EXERCISE: Work through the entries below and show every line in which "second" is found.

§

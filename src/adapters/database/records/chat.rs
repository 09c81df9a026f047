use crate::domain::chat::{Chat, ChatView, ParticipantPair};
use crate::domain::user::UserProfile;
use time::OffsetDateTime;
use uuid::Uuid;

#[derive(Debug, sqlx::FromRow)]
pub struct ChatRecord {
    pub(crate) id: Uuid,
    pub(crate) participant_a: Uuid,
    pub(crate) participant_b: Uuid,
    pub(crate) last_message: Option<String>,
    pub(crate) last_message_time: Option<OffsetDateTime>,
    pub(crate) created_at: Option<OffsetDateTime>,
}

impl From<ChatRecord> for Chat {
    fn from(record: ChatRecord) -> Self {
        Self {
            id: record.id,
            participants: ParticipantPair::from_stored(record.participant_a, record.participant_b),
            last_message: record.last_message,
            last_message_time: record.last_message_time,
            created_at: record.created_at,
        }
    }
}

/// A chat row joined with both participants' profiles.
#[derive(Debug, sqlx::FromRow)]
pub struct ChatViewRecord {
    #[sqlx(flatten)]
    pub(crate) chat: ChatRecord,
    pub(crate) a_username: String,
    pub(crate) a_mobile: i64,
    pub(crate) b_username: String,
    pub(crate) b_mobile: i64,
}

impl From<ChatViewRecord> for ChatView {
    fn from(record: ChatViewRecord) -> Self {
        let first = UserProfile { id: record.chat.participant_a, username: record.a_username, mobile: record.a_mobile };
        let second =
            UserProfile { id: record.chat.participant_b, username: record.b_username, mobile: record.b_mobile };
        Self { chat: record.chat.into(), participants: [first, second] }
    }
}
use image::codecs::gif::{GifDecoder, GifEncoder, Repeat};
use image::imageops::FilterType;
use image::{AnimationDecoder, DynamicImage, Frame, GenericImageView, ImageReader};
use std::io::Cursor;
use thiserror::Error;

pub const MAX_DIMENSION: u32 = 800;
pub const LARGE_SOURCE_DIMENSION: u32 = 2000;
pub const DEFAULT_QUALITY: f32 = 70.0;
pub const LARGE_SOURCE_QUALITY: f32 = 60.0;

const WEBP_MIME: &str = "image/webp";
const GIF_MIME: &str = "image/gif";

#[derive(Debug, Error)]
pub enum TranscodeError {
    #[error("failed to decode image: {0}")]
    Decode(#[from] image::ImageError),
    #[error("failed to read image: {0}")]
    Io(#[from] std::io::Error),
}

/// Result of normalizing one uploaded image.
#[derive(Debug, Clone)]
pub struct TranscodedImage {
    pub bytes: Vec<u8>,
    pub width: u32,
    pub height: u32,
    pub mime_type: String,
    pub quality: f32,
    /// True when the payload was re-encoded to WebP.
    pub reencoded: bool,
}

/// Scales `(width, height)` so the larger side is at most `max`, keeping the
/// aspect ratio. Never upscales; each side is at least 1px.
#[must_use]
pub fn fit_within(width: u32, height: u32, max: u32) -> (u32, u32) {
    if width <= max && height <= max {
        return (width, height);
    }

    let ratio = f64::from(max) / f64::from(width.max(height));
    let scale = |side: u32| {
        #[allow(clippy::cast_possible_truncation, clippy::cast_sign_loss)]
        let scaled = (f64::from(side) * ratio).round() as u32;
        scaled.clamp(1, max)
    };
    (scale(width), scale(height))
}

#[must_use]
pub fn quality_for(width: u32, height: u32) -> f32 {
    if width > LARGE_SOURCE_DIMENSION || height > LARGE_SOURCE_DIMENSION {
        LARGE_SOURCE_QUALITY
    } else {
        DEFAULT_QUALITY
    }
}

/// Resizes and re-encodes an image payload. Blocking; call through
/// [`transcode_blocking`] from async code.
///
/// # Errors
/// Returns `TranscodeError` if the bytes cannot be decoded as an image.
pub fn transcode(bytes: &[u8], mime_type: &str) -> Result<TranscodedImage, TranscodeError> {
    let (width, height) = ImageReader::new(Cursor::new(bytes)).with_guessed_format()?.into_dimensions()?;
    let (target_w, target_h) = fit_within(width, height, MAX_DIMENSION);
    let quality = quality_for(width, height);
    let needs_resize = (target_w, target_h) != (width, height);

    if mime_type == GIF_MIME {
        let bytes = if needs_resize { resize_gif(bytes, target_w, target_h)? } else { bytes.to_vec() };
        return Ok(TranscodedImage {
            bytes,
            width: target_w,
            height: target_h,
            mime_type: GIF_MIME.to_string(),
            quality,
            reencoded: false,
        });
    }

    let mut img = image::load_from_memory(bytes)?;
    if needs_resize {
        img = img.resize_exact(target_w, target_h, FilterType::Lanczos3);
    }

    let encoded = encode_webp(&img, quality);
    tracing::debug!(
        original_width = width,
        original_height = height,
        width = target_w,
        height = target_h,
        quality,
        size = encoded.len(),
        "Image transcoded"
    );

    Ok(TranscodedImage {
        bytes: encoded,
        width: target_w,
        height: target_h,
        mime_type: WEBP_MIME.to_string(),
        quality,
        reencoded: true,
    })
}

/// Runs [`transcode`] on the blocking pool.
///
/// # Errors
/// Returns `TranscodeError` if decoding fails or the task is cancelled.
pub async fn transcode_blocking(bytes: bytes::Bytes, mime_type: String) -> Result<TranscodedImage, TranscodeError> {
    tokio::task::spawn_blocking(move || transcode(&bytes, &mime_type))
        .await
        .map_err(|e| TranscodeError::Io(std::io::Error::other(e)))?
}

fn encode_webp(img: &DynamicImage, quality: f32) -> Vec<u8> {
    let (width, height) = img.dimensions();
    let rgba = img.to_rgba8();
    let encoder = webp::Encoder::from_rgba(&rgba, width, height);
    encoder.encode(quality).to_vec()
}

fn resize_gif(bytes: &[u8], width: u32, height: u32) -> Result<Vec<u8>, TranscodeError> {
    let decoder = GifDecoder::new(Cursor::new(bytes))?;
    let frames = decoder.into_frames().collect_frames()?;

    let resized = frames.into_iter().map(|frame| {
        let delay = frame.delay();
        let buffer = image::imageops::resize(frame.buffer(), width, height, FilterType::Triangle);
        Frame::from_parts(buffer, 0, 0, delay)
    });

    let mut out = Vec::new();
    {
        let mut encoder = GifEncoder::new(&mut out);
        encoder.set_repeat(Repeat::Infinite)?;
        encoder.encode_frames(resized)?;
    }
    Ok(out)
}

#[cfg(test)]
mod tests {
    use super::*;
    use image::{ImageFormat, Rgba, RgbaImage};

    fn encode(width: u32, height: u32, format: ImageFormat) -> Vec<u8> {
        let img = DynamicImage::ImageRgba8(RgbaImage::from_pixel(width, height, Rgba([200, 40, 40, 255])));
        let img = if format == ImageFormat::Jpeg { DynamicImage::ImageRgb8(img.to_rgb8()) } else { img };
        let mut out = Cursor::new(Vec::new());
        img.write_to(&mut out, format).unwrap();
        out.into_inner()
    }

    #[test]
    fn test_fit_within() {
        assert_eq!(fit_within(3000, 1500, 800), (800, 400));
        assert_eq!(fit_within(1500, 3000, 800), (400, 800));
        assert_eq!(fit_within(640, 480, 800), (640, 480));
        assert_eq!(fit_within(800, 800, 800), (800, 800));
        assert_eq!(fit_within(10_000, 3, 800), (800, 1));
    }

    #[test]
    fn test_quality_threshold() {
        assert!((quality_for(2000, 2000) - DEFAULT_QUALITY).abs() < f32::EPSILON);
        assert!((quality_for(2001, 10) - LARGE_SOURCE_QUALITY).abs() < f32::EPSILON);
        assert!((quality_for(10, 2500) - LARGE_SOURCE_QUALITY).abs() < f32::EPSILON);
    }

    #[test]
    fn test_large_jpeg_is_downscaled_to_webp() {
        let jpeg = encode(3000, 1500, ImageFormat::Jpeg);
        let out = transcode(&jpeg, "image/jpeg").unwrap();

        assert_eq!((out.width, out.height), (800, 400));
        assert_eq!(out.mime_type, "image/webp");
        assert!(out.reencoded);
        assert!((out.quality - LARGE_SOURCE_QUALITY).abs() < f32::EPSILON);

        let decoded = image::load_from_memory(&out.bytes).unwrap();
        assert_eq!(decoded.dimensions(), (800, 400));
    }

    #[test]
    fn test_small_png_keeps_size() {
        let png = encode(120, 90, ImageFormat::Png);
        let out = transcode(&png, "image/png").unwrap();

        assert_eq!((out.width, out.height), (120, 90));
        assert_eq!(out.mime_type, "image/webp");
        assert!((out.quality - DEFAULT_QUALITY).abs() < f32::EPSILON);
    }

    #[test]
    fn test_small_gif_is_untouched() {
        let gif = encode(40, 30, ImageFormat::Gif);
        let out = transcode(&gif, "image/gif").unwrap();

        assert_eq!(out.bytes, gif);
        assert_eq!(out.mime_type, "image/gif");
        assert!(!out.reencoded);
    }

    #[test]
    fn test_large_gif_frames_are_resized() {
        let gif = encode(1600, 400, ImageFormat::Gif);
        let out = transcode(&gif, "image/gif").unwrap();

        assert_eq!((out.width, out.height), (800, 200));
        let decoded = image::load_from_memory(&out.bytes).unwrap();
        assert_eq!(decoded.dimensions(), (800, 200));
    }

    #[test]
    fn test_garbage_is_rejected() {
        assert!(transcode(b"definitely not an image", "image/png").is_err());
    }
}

§

RESULT:
        let second =
        Self { chat: record.chat.into(), participants: [first, second] }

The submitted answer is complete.